Army of specialized T cells may trigger asthma attacks in older men
Graphical abstract. Credit: Med (2023). DOI: 10.1016/j.medj.2023.09.003

Scientists from La Jolla Institute for Immunology (LJI) and The University of Southampton, UK, have uncovered a group of immune cells that may drive severe asthma. These cells, called cytotoxic CD4+ tissue-resident memory T cells, gather in the lungs and appear to possess the molecular weaponry to cause the most harm in men who developed asthma later in life.

"If you are male and you develop asthma after age 40, there's a high chance this T cell population is in your lungs," says LJI Research Assistant Professor Gregory Seumois, Ph.D., who co-led the study with LJI Professor Pandurangan Vijayanand, M.D., Ph.D.

The scientists uncovered these pathogenic T cells thanks to volunteers enrolled in the NHS-clinic based WATCH study, which follows hundreds of asthma patients of different ages, sexes, and disease severities. By following patients over many years, and analyzing their immune cell populations, researchers are making new connections between asthma symptoms and immune cell activity.

"Once you understand the role of cells like these T cells better, you can start to develop treatments that target those cells," says WATCH study director Ramesh Kurukulaaratchy, BM, DM, FRCP, Associate Professor at the University of Southampton and researcher at the NIHR Southampton Biomedical Research Centre.

The scientists now hope to learn more about these cells—and their role in asthma development—as they work to bring personalized therapies to asthma patients.

How harmful T cells drive asthma

So how might these harmful, or "cytotoxic," CD4+ tissue-resident memory T cells trigger asthma in older men? The problem may come down to a combination of immune cell "memory" and an absence of helpful cells in the lungs.

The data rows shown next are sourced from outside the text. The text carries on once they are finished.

//! Provider-neutral resource model

mod expiry;
mod features;
mod node;
mod resource;

pub use expiry::{Expiry, ZERO_EXPIRY, parse_duration};
pub use features::Features;
pub use node::{
    Arch, Group, GroupId, GroupKind, GroupName, MAX_GROUP_NAME_LEN, Node, NodeInstance, NodeNo,
    NodeState,
};
pub use resource::{
    CLIENT_TEMPLATE_VERSION, ExpirySystemRecord, ExpirySystemSpec, FirewallDetail, FirewallRule,
    FirewallSpec, Subnet, Template, TemplateKey, TemplateSpec, Volume, VolumeSpec,
};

These T cells are called "memory" cells because they react to molecules that the body has previously fought off. This kind of immune cell memory helps protect the body from viruses and bacteria. Unfortunately, the same T cell memory is a big problem for asthma patients. Their misguided T cells see harmless molecules, such as pollen, and mount a dangerous inflammatory response.

The new research suggests asthma patients with these T cells in their lungs may be primed for hard-to-treat, and potentially fatal, asthma attacks.

The scientists aren't sure why these T cells tend to cause problems for older men. Seumois is interested in solving this mystery through LJI's Center for Sex-Based Differences in the Immune System. "We know that females have a different immune landscape," says Seumois. "So we're interested in investigating this question further."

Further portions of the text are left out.